- [DATA PROVIDED]

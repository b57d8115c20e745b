#![allow(dead_code)]

use std::collections::VecDeque;
use std::sync::atomic::{AtomicU64, Ordering};
use std::sync::Mutex;
use std::time::Duration;

use async_trait::async_trait;
use relayllm::{
    HealthReport, HealthState, ProviderClient, ProviderRequest, ProviderResponse, RelayError,
    RelayResult, TokenUsage,
};

/// Scripted behavior for a single mock call.
#[derive(Clone)]
pub enum Outcome {
    Succeed(String),
    Fail(String),
    Delay(Duration),
}

/// Scriptable in-memory provider. Outcomes pushed with `push` are
/// consumed one per call; once the queue is empty the fallback outcome
/// repeats forever.
pub struct MockProvider {
    id: String,
    model: String,
    outcomes: Mutex<VecDeque<Outcome>>,
    fallback: Mutex<Outcome>,
    health_outcomes: Mutex<VecDeque<Outcome>>,
    health_fallback: Mutex<Outcome>,
    cost: f64,
    tokens: u32,
    pub calls: AtomicU64,
    pub health_calls: AtomicU64,
}

impl MockProvider {
    pub fn ok(id: &str, model: &str) -> Self {
        Self::with_fallback(id, model, Outcome::Succeed(format!("{} output", id)))
    }

    pub fn failing(id: &str, model: &str, reason: &str) -> Self {
        Self::with_fallback(id, model, Outcome::Fail(reason.to_string()))
    }

    pub fn slow(id: &str, model: &str, delay: Duration) -> Self {
        Self::with_fallback(id, model, Outcome::Delay(delay))
    }

    fn with_fallback(id: &str, model: &str, fallback: Outcome) -> Self {
        Self {
            id: id.to_string(),
            model: model.to_string(),
            outcomes: Mutex::new(VecDeque::new()),
            fallback: Mutex::new(fallback),
            health_outcomes: Mutex::new(VecDeque::new()),
            health_fallback: Mutex::new(Outcome::Succeed(String::new())),
            cost: 0.001,
            tokens: 42,
            calls: AtomicU64::new(0),
            health_calls: AtomicU64::new(0),
        }
    }

    pub fn with_cost(mut self, cost: f64) -> Self {
        self.cost = cost;
        self
    }

    pub fn with_tokens(mut self, tokens: u32) -> Self {
        self.tokens = tokens;
        self
    }

    pub fn with_health_fallback(self, outcome: Outcome) -> Self {
        *self.health_fallback.lock().unwrap() = outcome;
        self
    }

    pub fn push(&self, outcome: Outcome) {
        self.outcomes.lock().unwrap().push_back(outcome);
    }

    pub fn push_health(&self, outcome: Outcome) {
        self.health_outcomes.lock().unwrap().push_back(outcome);
    }

    pub fn set_health_fallback(&self, outcome: Outcome) {
        *self.health_fallback.lock().unwrap() = outcome;
    }

    fn response(&self, content: String) -> ProviderResponse {
        ProviderResponse {
            content,
            model: self.model.clone(),
            usage: Some(TokenUsage {
                prompt_tokens: self.tokens / 2,
                completion_tokens: self.tokens - self.tokens / 2,
                total_tokens: self.tokens,
            }),
            cost: self.cost,
        }
    }
}

#[async_trait]
impl ProviderClient for MockProvider {
    async fn generate(&self, _request: &ProviderRequest) -> RelayResult<ProviderResponse> {
        self.calls.fetch_add(1, Ordering::SeqCst);
        let outcome = {
            let mut outcomes = self.outcomes.lock().unwrap();
            outcomes
                .pop_front()
                .unwrap_or_else(|| self.fallback.lock().unwrap().clone())
        };
        match outcome {
            Outcome::Succeed(content) => Ok(self.response(content)),
            Outcome::Fail(reason) => Err(RelayError::Api {
                provider: self.id.clone(),
                message: reason,
                retryable: true,
                status: Some(500),
            }),
            Outcome::Delay(delay) => {
                tokio::time::sleep(delay).await;
                Ok(self.response(format!("{} slow output", self.id)))
            }
        }
    }

    async fn health_check(&self) -> RelayResult<HealthReport> {
        self.health_calls.fetch_add(1, Ordering::SeqCst);
        let outcome = {
            let mut outcomes = self.health_outcomes.lock().unwrap();
            outcomes
                .pop_front()
                .unwrap_or_else(|| self.health_fallback.lock().unwrap().clone())
        };
        match outcome {
            Outcome::Succeed(_) => Ok(HealthReport::healthy(Duration::from_millis(5))),
            Outcome::Fail(reason) => Err(RelayError::Api {
                provider: self.id.clone(),
                message: reason,
                retryable: true,
                status: Some(503),
            }),
            Outcome::Delay(delay) => {
                tokio::time::sleep(delay).await;
                Ok(HealthReport {
                    status: HealthState::Healthy,
                    response_time: delay,
                    details: None,
                })
            }
        }
    }

    fn id(&self) -> &str {
        &self.id
    }

    fn model(&self) -> &str {
        &self.model
    }
}
//! Tests for the orchestrator: fallback chains, availability filtering,
//! strategies, validation and the operational surface.

mod common;

use std::sync::atomic::Ordering;
use std::sync::Arc;
use std::time::Duration;

use common::{MockProvider, Outcome};
use relayllm::{
    AlertLevel, BreakerConfig, BreakerState, ConfigUpdate, ContentRequest, GenerationRequest,
    IntegrationGate, Orchestrator, ProviderUpdate, RelayError, SelectionStrategy, TaskKind,
    TimeRange,
};

fn pair() -> (Arc<MockProvider>, Arc<MockProvider>) {
    (
        Arc::new(MockProvider::ok("openai", "gpt-4o-mini")),
        Arc::new(MockProvider::ok("anthropic", "claude-sonnet-4-5")),
    )
}

// ============================================================================
// Fallback chain
// ============================================================================

#[tokio::test]
async fn test_primary_failure_falls_back_to_secondary() {
    let openai = Arc::new(MockProvider::failing("openai", "gpt-4o-mini", "boom"));
    let anthropic = Arc::new(MockProvider::ok("anthropic", "claude-sonnet-4-5"));

    let orchestrator = Orchestrator::builder()
        .add_provider(openai.clone())
        .add_provider(anthropic.clone())
        .build()
        .unwrap();

    let response = orchestrator
        .generate_text(GenerationRequest::new("Summarize the morning headlines"))
        .await
        .unwrap();

    assert_eq!(response.content, "anthropic output");
    assert_eq!(openai.calls.load(Ordering::SeqCst), 1);
    assert_eq!(anthropic.calls.load(Ordering::SeqCst), 1);

    // The failure and the success are both on the books.
    let metrics = orchestrator.get_metrics();
    let openai_metrics = metrics.iter().find(|m| m.provider == "openai").unwrap();
    assert_eq!(openai_metrics.failed_requests, 1);
    assert_eq!(openai_metrics.successful_requests, 0);
    let anthropic_metrics = metrics.iter().find(|m| m.provider == "anthropic").unwrap();
    assert_eq!(anthropic_metrics.successful_requests, 1);

    assert_eq!(orchestrator.breaker_failures("openai"), 1);
    assert_eq!(orchestrator.breaker_failures("anthropic"), 0);
}

#[tokio::test]
async fn test_all_providers_failing_reports_every_attempt() {
    let openai = Arc::new(MockProvider::failing("openai", "gpt-4o-mini", "rate limited"));
    let anthropic = Arc::new(MockProvider::failing("anthropic", "claude-sonnet-4-5", "overloaded"));

    let orchestrator = Orchestrator::builder()
        .add_provider(openai)
        .add_provider(anthropic)
        .build()
        .unwrap();

    let err = orchestrator
        .generate_text(GenerationRequest::new("hello"))
        .await
        .unwrap_err();

    match err {
        RelayError::AllProvidersFailed(attempts) => {
            assert_eq!(attempts.len(), 2);
            assert!(attempts.iter().all(|a| !a.skipped));
            assert_eq!(attempts[0].provider, "openai");
            assert_eq!(attempts[1].provider, "anthropic");
            assert!(attempts[0].reason.contains("rate limited"));
        }
        other => panic!("expected AllProvidersFailed, got {:?}", other),
    }
}
/// Periodic out-of-band health probing, decoupled from request traffic.
///
/// Each registered service gets its own cancellable probe task. Status
/// changes are broadcast as events; an attached circuit breaker registry
/// is tripped when a service turns unhealthy, so the proactive signal and
/// the reactive request-driven breaker share one availability verdict.
pub mod prober;

pub use prober::{HealthEvent, HealthProber, HealthThresholds, ServiceHealth};
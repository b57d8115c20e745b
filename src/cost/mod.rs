/// Cost ledger, budget alerting and optimization hints.
///
/// Every billed operation is appended to a per-provider ledger with its
/// timestamp, pruned after a 30-day retention window. Budget alerts are a
/// side channel: they never block a request.
pub mod types;
pub mod tracker;

pub use types::{
    AlertLevel, BudgetAlert, CostRecord, CostSummary, OperationBreakdown, Recommendation,
    RecommendationKind, TimeRange,
};
pub use tracker::CostTracker;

- [TASK DESCRIPTION] Nothing but a number is expected: the count of lines in the data that include the word "limited".

- [RESULT BELOW] 2